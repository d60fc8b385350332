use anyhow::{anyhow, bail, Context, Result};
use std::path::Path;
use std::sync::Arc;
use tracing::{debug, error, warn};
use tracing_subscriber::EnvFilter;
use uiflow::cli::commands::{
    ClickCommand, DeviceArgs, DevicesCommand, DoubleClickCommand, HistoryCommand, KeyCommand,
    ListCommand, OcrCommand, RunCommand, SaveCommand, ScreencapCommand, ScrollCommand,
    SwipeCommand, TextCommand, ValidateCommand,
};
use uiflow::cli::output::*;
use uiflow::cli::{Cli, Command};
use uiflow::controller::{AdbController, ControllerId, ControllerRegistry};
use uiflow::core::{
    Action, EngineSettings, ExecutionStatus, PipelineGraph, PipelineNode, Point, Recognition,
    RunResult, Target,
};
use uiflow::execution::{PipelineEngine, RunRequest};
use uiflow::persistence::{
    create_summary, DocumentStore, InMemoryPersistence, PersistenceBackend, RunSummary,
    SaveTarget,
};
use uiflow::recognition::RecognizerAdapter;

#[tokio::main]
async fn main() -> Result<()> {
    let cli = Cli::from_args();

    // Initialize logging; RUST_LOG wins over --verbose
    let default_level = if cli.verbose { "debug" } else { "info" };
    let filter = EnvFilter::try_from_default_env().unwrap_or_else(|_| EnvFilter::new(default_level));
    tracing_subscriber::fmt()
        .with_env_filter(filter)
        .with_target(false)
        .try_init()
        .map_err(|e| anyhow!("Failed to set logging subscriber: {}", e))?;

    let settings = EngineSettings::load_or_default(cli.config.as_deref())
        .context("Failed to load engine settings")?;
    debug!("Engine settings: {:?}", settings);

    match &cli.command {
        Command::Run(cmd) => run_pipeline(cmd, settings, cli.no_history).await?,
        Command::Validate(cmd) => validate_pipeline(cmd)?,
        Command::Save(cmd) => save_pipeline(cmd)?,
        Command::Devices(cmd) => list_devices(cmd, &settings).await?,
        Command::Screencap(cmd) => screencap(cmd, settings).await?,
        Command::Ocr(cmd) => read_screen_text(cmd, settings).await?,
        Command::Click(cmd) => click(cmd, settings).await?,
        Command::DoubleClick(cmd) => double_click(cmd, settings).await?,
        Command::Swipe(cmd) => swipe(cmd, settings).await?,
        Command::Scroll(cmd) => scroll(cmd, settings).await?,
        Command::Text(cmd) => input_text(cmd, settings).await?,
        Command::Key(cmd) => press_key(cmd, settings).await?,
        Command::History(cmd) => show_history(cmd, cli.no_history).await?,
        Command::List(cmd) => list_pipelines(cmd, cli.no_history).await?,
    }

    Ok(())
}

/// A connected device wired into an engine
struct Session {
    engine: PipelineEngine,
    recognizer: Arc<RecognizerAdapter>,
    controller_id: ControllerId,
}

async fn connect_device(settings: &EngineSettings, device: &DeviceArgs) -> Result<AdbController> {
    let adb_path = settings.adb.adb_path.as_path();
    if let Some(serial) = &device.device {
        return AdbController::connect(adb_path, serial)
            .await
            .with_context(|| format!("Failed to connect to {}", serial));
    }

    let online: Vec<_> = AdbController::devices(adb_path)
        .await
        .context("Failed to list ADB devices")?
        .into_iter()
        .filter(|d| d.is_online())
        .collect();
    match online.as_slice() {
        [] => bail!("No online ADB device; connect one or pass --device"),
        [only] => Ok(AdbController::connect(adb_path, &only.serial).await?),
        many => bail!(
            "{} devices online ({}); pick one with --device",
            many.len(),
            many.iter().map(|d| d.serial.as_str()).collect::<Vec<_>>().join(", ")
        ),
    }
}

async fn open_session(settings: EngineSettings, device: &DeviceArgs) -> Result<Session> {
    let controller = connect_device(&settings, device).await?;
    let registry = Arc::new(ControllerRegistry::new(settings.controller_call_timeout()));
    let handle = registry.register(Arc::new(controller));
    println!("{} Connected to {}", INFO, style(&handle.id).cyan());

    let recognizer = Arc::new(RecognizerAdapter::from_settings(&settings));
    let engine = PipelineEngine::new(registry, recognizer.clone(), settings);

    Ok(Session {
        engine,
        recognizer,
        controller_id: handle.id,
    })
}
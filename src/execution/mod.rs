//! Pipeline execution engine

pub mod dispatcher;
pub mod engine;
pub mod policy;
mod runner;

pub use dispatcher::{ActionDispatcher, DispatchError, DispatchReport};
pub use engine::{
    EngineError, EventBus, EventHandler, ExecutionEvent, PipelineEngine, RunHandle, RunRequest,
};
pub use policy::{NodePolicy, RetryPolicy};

----

• _What to do_
In full and exactly as written, reproduce the records above.

• _Exercise output_
repository d60fc8b385350332
use anyhow::{anyhow, bail, Context, Result};
use std::path::Path;
use std::sync::Arc;
use tracing::{debug, error, warn};
use tracing_subscriber::EnvFilter;
use uiflow::cli::commands::{
    ClickCommand, DeviceArgs, DevicesCommand, DoubleClickCommand, HistoryCommand, KeyCommand,
    ListCommand, OcrCommand, RunCommand, SaveCommand, ScreencapCommand, ScrollCommand,
    SwipeCommand, TextCommand, ValidateCommand,
};
use uiflow::cli::output::*;
use uiflow::cli::{Cli, Command};
use uiflow::controller::{AdbController, ControllerId, ControllerRegistry};
use uiflow::core::{
    Action, EngineSettings, ExecutionStatus, PipelineGraph, PipelineNode, Point, Recognition,
    RunResult, Target,
};
use uiflow::execution::{PipelineEngine, RunRequest};
use uiflow::persistence::{
    create_summary, DocumentStore, InMemoryPersistence, PersistenceBackend, RunSummary,
    SaveTarget,
};
use uiflow::recognition::RecognizerAdapter;

#[tokio::main]
async fn main() -> Result<()> {
    let cli = Cli::from_args();

    // Initialize logging; RUST_LOG wins over --verbose
    let default_level = if cli.verbose { "debug" } else { "info" };
    let filter = EnvFilter::try_from_default_env().unwrap_or_else(|_| EnvFilter::new(default_level));
    tracing_subscriber::fmt()
        .with_env_filter(filter)
        .with_target(false)
        .try_init()
        .map_err(|e| anyhow!("Failed to set logging subscriber: {}", e))?;

    let settings = EngineSettings::load_or_default(cli.config.as_deref())
        .context("Failed to load engine settings")?;
    debug!("Engine settings: {:?}", settings);

    match &cli.command {
        Command::Run(cmd) => run_pipeline(cmd, settings, cli.no_history).await?,
        Command::Validate(cmd) => validate_pipeline(cmd)?,
        Command::Save(cmd) => save_pipeline(cmd)?,
        Command::Devices(cmd) => list_devices(cmd, &settings).await?,
        Command::Screencap(cmd) => screencap(cmd, settings).await?,
        Command::Ocr(cmd) => read_screen_text(cmd, settings).await?,
        Command::Click(cmd) => click(cmd, settings).await?,
        Command::DoubleClick(cmd) => double_click(cmd, settings).await?,
        Command::Swipe(cmd) => swipe(cmd, settings).await?,
        Command::Scroll(cmd) => scroll(cmd, settings).await?,
        Command::Text(cmd) => input_text(cmd, settings).await?,
        Command::Key(cmd) => press_key(cmd, settings).await?,
        Command::History(cmd) => show_history(cmd, cli.no_history).await?,
        Command::List(cmd) => list_pipelines(cmd, cli.no_history).await?,
    }

    Ok(())
}

/// A connected device wired into an engine
struct Session {
    engine: PipelineEngine,
    recognizer: Arc<RecognizerAdapter>,
    controller_id: ControllerId,
}

async fn connect_device(settings: &EngineSettings, device: &DeviceArgs) -> Result<AdbController> {
    let adb_path = settings.adb.adb_path.as_path();
    if let Some(serial) = &device.device {
        return AdbController::connect(adb_path, serial)
            .await
            .with_context(|| format!("Failed to connect to {}", serial));
    }

    let online: Vec<_> = AdbController::devices(adb_path)
        .await
        .context("Failed to list ADB devices")?
        .into_iter()
        .filter(|d| d.is_online())
        .collect();
    match online.as_slice() {
        [] => bail!("No online ADB device; connect one or pass --device"),
        [only] => Ok(AdbController::connect(adb_path, &only.serial).await?),
        many => bail!(
            "{} devices online ({}); pick one with --device",
            many.len(),
            many.iter().map(|d| d.serial.as_str()).collect::<Vec<_>>().join(", ")
        ),
    }
}

async fn open_session(settings: EngineSettings, device: &DeviceArgs) -> Result<Session> {
    let controller = connect_device(&settings, device).await?;
    let registry = Arc::new(ControllerRegistry::new(settings.controller_call_timeout()));
    let handle = registry.register(Arc::new(controller));
    println!("{} Connected to {}", INFO, style(&handle.id).cyan());

    let recognizer = Arc::new(RecognizerAdapter::from_settings(&settings));
    let engine = PipelineEngine::new(registry, recognizer.clone(), settings);

    Ok(Session {
        engine,
        recognizer,
        controller_id: handle.id,
    })
}
filename src/execution/mod.rs
//! Pipeline execution engine

pub mod dispatcher;
pub mod engine;
pub mod policy;
mod runner;

pub use dispatcher::{ActionDispatcher, DispatchError, DispatchReport};
pub use engine::{
    EngineError, EventBus, EventHandler, ExecutionEvent, PipelineEngine, RunHandle, RunRequest,
};
pub use policy::{NodePolicy, RetryPolicy};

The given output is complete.